ABOUT THIS TASK: Find and copy every line in the records that includes the string "arms".

AVAILABLE DATA:
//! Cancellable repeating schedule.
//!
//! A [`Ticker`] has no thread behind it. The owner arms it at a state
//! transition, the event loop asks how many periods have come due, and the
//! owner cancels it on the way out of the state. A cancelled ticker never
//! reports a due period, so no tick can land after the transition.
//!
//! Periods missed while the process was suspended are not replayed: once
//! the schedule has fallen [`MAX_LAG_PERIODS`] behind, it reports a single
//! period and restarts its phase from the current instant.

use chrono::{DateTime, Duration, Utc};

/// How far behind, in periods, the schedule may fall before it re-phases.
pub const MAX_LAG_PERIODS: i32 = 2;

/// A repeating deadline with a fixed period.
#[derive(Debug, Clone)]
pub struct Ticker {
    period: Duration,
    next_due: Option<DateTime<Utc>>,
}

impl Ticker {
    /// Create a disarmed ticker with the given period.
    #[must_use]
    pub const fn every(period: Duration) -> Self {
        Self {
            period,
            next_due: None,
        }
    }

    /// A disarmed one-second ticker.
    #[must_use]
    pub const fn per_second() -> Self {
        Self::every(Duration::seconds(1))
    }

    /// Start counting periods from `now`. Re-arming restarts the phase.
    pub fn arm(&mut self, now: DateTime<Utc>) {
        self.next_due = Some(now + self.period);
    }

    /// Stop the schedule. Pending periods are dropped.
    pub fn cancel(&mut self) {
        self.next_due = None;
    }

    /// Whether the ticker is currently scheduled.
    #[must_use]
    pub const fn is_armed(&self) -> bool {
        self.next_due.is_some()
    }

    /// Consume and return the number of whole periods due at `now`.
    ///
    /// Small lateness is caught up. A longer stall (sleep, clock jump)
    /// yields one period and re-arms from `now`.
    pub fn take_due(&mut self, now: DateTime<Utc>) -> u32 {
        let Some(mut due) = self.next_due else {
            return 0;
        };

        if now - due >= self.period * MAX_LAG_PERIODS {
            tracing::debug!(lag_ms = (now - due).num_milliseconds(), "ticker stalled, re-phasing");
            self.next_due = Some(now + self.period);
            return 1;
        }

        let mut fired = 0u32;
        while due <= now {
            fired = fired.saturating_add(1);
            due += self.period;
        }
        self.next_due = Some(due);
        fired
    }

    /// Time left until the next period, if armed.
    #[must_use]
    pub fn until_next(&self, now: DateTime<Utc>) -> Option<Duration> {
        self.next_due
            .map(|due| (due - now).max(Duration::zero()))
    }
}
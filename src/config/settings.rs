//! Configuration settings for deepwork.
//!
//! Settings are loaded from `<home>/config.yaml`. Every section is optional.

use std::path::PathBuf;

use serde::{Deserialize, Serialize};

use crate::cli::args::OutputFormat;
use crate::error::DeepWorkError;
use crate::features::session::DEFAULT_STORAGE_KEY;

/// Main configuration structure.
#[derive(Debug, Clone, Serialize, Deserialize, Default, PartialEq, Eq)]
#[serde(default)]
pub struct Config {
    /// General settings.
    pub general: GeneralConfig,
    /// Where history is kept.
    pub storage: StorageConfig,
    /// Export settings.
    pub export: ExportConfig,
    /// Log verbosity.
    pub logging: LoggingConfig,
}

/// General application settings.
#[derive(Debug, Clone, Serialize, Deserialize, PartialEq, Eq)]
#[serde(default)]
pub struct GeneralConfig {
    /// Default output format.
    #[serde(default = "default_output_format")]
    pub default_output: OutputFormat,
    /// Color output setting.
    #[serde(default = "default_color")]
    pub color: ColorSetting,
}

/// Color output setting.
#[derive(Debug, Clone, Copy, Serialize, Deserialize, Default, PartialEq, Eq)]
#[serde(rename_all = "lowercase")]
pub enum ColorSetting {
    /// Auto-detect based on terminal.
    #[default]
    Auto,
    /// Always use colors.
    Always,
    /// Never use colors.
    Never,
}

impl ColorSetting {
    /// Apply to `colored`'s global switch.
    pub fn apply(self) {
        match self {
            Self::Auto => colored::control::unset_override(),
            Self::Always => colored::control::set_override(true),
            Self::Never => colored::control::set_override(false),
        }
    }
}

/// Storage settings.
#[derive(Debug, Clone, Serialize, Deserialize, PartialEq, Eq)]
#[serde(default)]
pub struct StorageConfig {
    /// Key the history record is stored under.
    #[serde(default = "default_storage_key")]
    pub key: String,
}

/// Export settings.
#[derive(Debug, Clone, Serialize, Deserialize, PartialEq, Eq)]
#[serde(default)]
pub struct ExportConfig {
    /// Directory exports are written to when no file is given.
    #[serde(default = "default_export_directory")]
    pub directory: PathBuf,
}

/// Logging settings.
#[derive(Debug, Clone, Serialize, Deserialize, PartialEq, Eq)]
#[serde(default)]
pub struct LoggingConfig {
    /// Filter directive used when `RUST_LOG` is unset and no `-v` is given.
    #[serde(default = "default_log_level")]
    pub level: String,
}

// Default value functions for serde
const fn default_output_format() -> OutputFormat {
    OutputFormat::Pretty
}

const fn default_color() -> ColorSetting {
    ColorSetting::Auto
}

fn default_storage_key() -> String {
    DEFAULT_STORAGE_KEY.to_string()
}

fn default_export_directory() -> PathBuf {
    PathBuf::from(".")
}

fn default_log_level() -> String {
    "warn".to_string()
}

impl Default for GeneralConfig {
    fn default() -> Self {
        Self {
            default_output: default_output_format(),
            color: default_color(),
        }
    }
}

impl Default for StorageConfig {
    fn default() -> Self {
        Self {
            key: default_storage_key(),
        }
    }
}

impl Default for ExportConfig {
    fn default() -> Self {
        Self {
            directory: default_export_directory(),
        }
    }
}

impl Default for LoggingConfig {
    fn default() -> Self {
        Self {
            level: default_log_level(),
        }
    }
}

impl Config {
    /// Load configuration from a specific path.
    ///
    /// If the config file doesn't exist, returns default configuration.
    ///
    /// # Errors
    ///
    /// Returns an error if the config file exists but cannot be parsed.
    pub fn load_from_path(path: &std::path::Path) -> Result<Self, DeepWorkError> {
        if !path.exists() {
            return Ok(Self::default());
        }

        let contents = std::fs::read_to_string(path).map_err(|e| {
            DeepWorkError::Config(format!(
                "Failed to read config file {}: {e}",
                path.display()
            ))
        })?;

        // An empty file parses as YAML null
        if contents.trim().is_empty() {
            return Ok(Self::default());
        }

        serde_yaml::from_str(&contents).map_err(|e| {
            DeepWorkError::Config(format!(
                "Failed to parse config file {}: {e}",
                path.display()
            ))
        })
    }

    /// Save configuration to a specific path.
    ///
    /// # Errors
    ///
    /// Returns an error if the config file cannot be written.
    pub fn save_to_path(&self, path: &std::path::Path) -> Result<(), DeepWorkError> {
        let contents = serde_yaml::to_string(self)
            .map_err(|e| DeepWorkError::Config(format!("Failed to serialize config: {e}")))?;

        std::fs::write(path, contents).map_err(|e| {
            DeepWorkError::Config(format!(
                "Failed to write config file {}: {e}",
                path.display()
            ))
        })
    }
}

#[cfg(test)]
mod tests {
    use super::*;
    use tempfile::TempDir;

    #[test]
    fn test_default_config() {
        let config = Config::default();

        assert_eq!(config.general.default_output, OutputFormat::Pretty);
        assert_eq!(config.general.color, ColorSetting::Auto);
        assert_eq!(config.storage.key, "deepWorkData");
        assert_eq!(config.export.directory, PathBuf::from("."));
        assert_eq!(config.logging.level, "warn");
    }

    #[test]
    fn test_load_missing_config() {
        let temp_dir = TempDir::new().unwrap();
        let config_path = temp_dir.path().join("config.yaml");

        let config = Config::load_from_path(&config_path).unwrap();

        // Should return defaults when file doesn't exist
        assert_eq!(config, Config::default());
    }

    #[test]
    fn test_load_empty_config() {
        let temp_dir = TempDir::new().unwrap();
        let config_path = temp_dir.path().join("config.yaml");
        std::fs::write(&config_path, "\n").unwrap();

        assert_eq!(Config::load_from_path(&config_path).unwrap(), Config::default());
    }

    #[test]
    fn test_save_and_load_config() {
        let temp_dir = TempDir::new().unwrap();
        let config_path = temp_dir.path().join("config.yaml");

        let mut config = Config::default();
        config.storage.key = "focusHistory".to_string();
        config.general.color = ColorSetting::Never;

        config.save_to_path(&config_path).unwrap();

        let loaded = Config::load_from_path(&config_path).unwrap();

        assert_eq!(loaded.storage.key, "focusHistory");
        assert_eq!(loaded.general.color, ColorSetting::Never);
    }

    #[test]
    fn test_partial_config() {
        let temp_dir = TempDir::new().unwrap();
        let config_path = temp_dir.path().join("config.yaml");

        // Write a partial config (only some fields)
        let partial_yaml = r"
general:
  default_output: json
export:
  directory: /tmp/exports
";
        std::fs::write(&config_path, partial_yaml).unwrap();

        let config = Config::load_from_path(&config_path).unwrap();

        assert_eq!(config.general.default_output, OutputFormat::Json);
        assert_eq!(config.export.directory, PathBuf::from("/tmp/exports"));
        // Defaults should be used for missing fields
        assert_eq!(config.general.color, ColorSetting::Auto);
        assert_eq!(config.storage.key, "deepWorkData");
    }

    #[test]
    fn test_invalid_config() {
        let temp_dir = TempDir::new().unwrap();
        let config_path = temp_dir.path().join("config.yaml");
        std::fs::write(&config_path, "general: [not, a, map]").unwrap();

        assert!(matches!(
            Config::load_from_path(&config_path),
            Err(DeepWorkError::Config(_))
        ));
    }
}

TASK ANSWER:
//! A [`Ticker`] has no thread behind it. The owner arms it at a state
    /// yields one period and re-arms from `now`.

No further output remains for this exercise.